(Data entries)
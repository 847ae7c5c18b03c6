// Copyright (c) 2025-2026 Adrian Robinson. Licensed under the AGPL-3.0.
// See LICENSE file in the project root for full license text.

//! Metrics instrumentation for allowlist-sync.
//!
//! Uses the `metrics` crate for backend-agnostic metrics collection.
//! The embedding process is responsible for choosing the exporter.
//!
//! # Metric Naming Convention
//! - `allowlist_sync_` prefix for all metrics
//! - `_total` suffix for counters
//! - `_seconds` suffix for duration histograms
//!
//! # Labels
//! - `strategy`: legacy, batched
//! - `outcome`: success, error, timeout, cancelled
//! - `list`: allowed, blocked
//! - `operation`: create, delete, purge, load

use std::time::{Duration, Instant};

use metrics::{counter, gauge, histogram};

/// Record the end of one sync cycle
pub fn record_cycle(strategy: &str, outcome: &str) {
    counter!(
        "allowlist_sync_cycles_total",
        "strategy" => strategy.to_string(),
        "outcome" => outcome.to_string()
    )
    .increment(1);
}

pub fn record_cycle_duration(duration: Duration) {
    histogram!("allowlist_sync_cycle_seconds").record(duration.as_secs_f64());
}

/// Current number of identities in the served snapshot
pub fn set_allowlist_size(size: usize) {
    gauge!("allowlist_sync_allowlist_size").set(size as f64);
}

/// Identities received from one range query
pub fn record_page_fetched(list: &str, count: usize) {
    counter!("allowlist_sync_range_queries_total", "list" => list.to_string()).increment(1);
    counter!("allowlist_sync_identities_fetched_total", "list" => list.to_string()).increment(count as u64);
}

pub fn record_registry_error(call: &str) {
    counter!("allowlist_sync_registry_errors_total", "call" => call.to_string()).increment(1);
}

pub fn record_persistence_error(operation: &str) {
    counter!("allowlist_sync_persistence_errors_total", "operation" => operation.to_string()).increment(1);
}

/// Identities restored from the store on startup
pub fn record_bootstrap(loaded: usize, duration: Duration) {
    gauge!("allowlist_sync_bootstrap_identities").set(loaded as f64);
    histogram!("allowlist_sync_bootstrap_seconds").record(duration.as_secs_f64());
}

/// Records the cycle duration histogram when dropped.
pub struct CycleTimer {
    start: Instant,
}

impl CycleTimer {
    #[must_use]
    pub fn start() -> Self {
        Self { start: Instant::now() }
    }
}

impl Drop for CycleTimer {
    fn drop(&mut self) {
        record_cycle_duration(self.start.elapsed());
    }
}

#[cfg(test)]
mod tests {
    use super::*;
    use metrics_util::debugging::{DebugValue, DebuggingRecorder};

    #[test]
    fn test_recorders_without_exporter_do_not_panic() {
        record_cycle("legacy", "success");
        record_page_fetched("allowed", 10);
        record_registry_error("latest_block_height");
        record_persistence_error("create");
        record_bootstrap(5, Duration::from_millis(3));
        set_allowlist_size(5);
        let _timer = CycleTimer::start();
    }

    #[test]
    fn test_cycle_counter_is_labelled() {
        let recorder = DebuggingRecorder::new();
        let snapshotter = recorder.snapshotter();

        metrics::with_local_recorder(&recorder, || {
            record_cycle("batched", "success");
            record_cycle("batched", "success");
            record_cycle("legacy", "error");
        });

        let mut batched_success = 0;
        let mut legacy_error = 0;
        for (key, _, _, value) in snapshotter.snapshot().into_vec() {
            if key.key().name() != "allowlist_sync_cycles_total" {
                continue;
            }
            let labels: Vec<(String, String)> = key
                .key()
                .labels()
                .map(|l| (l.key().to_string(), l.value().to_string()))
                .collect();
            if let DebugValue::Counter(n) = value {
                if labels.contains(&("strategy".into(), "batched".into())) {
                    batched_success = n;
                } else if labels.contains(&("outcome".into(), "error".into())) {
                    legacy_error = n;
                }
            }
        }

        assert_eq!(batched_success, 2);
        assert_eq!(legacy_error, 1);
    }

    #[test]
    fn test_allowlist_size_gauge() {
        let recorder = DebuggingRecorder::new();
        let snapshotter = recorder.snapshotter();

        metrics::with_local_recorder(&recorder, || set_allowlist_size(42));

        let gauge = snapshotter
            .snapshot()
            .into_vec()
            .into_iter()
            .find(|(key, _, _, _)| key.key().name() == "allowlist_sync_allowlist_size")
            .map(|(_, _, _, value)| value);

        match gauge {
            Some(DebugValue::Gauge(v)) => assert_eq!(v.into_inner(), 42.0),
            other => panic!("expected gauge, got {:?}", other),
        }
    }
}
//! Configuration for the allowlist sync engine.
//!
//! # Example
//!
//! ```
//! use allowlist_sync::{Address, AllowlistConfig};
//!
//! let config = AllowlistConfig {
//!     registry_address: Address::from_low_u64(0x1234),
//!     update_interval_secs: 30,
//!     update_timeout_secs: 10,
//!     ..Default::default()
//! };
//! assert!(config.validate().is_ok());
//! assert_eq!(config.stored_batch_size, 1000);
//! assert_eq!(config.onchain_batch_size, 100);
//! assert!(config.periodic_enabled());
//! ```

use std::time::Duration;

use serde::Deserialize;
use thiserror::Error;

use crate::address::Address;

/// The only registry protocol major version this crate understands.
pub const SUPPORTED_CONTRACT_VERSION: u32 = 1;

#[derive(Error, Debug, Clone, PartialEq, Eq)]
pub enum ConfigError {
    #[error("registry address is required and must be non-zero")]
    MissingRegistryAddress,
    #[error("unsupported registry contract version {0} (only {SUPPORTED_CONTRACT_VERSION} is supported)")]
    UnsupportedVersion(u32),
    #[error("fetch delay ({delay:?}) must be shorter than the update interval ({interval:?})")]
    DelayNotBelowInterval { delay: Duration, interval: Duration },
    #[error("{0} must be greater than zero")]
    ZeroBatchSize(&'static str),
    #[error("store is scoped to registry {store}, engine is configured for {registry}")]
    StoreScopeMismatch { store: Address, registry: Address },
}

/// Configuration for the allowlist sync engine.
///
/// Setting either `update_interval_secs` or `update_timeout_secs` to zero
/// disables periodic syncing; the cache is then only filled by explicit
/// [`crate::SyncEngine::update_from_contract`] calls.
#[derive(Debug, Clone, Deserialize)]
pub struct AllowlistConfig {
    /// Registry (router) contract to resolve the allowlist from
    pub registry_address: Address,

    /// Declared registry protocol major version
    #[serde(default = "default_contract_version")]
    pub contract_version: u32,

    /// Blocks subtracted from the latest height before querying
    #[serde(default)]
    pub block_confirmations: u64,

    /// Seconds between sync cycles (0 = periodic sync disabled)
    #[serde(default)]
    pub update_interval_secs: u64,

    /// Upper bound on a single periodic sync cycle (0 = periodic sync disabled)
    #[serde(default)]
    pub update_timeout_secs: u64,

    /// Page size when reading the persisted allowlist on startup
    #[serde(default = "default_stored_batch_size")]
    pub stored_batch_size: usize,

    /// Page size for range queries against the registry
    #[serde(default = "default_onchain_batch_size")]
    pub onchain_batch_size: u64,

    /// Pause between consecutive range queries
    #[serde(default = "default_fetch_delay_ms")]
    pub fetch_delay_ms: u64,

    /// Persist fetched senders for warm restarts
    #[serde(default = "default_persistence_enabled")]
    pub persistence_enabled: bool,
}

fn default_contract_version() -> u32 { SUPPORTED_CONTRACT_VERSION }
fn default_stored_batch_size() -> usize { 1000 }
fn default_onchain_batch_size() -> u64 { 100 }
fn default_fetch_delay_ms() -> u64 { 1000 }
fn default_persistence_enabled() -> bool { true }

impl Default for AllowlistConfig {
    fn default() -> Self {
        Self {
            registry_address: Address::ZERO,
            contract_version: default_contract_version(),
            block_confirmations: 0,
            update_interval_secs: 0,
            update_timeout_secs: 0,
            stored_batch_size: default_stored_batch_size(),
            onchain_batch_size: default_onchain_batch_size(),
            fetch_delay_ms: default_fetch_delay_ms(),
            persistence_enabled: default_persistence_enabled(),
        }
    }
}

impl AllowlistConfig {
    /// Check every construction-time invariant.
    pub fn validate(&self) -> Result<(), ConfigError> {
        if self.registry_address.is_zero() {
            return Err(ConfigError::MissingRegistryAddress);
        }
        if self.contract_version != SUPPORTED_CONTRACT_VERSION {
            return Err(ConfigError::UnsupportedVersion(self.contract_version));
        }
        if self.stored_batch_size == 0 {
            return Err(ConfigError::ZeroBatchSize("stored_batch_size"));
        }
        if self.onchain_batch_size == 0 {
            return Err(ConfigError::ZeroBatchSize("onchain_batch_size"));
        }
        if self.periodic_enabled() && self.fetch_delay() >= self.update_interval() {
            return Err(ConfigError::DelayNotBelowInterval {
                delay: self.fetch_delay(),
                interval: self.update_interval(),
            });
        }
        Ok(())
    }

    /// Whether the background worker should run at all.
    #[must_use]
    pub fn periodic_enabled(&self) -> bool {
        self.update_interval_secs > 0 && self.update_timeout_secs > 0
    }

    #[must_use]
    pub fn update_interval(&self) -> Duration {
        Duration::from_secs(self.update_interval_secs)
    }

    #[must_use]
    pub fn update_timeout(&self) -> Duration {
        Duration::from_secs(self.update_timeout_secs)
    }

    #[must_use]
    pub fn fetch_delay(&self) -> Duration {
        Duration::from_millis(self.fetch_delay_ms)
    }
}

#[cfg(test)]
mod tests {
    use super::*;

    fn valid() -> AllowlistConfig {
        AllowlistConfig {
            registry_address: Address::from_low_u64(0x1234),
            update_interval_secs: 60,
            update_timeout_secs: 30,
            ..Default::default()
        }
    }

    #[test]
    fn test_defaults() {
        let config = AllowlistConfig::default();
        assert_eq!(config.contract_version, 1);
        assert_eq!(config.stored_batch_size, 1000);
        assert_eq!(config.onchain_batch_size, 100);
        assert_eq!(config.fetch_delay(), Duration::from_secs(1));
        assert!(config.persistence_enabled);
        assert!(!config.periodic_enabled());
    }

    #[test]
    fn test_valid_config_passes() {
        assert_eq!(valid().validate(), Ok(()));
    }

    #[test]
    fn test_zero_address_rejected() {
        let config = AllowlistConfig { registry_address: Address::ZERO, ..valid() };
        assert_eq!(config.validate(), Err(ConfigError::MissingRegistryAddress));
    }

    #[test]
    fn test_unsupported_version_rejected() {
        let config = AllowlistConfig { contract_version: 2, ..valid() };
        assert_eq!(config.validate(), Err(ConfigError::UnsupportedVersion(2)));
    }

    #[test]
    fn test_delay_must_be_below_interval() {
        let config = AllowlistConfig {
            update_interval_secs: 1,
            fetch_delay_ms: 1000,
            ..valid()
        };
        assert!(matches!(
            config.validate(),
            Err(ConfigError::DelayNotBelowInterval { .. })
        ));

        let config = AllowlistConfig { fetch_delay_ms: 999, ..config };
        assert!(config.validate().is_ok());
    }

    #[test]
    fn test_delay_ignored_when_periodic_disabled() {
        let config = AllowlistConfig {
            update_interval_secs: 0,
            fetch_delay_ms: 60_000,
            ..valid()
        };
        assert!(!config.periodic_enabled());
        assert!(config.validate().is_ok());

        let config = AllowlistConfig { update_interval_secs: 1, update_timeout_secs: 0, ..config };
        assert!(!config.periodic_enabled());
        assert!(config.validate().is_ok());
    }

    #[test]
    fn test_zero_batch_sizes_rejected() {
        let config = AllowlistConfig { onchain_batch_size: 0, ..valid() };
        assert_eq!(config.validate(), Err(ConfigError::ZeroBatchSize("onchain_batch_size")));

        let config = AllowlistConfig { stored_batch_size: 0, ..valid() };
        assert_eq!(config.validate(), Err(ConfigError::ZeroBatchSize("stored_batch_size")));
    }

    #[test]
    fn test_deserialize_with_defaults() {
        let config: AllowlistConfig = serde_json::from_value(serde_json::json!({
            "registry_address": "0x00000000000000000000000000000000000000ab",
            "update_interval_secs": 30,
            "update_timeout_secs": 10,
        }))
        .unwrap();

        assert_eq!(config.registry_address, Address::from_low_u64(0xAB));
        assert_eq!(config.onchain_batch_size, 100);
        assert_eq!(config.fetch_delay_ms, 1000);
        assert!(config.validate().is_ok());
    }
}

**Your instructions**
Transcribe each line of the data above, unaltered, from the one where "impl Drop for" appears to the one where "let labels: Vec<(String, String)>" appears, inclusive of both.

**Output for this exercise**
impl Drop for CycleTimer {
    fn drop(&mut self) {
        record_cycle_duration(self.start.elapsed());
    }
}

#[cfg(test)]
mod tests {
    use super::*;
    use metrics_util::debugging::{DebugValue, DebuggingRecorder};

    #[test]
    fn test_recorders_without_exporter_do_not_panic() {
        record_cycle("legacy", "success");
        record_page_fetched("allowed", 10);
        record_registry_error("latest_block_height");
        record_persistence_error("create");
        record_bootstrap(5, Duration::from_millis(3));
        set_allowlist_size(5);
        let _timer = CycleTimer::start();
    }

    #[test]
    fn test_cycle_counter_is_labelled() {
        let recorder = DebuggingRecorder::new();
        let snapshotter = recorder.snapshotter();

        metrics::with_local_recorder(&recorder, || {
            record_cycle("batched", "success");
            record_cycle("batched", "success");
            record_cycle("legacy", "error");
        });

        let mut batched_success = 0;
        let mut legacy_error = 0;
        for (key, _, _, value) in snapshotter.snapshot().into_vec() {
            if key.key().name() != "allowlist_sync_cycles_total" {
                continue;
            }
            let labels: Vec<(String, String)> = key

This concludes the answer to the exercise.